Action item: Pick out each line of the records in which the word "String" appears.

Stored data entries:
//! Prometheus text exposition for `/metrics`

use crate::infra::metrics::{
    Metrics, MetricsSnapshot, METRICS_BUCKET_BOUNDS, METRICS_NUM_BUCKETS,
};
use std::fmt::Write;

/// Content type of the text exposition format
pub const CONTENT_TYPE: &str = "text/plain; version=0.0.4; charset=utf-8";

/// Prometheus metric type
enum MetricType {
    Counter,
    Gauge,
}

impl MetricType {
    fn as_str(&self) -> &'static str {
        match self {
            MetricType::Counter => "counter",
            MetricType::Gauge => "gauge",
        }
    }
}

/// Write a simple metric (counter or gauge) with service label
fn write_metric(
    output: &mut String,
    name: &str,
    help: &str,
    typ: MetricType,
    service: &str,
    val: u64,
) {
    let _ = writeln!(output, "# HELP {name} {help}");
    let _ = writeln!(output, "# TYPE {name} {}", typ.as_str());
    let _ = writeln!(output, "{name}{{service=\"{service}\"}} {val}");
}

/// Write a histogram metric with buckets, sum, and count
fn write_histogram(
    output: &mut String,
    name: &str,
    help: &str,
    service: &str,
    buckets: &[u64; METRICS_NUM_BUCKETS],
    bounds: &[u64; 10],
    sum: u64,
) {
    let _ = writeln!(output, "# HELP {name} {help}");
    let _ = writeln!(output, "# TYPE {name} histogram");

    let mut cumulative = 0u64;
    for (i, &bound) in bounds.iter().enumerate() {
        cumulative += buckets[i];
        let _ = writeln!(output, "{name}_bucket{{service=\"{service}\",le=\"{bound}\"}} {cumulative}");
    }
    cumulative += buckets[METRICS_NUM_BUCKETS - 1];
    let _ = writeln!(output, "{name}_bucket{{service=\"{service}\",le=\"+Inf\"}} {cumulative}");
    let _ = writeln!(output, "{name}_sum{{service=\"{service}\"}} {sum}");
    let _ = writeln!(output, "{name}_count{{service=\"{service}\"}} {cumulative}");
}

/// Write the per-outcome measure counter as one labeled family
fn write_outcomes(output: &mut String, service: &str, snapshot: &MetricsSnapshot) {
    let name = "bodymeasure_measure_requests_total";
    let _ = writeln!(output, "# HELP {name} Measure requests by outcome");
    let _ = writeln!(output, "# TYPE {name} counter");
    for (outcome, val) in [
        ("success", snapshot.measure_success_total),
        ("rejected", snapshot.measure_rejected_total),
        ("unprocessable", snapshot.measure_unprocessable_total),
        ("failed", snapshot.measure_failed_total),
    ] {
        let _ = writeln!(output, "{name}{{service=\"{service}\",outcome=\"{outcome}\"}} {val}");
    }
}

/// Format metrics in Prometheus text exposition format
pub fn format_prometheus_metrics(metrics: &Metrics, service: &str) -> String {
    let snapshot = metrics.snapshot();
    let mut output = String::with_capacity(2048);

    write_metric(
        &mut output,
        "bodymeasure_http_requests_total",
        "HTTP requests received on any route",
        MetricType::Counter,
        service,
        snapshot.http_requests_total,
    );
    write_outcomes(&mut output, service, &snapshot);
    write_histogram(
        &mut output,
        "bodymeasure_measure_latency_ms",
        "Decode plus pose estimation plus derivation time in milliseconds",
        service,
        &snapshot.latency_buckets,
        &METRICS_BUCKET_BOUNDS,
        snapshot.latency_sum_ms,
    );
    write_metric(
        &mut output,
        "bodymeasure_measure_latency_p99_ms",
        "99th percentile measure latency",
        MetricType::Gauge,
        service,
        snapshot.latency_p99_ms,
    );
    write_metric(
        &mut output,
        "bodymeasure_uptime_seconds",
        "Seconds since the service started",
        MetricType::Gauge,
        service,
        snapshot.uptime_secs,
    );

    output
}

Finished exercise:
    output: &mut String,
    output: &mut String,
fn write_outcomes(output: &mut String, service: &str, snapshot: &MetricsSnapshot) {
pub fn format_prometheus_metrics(metrics: &Metrics, service: &str) -> String {
    let mut output = String::with_capacity(2048);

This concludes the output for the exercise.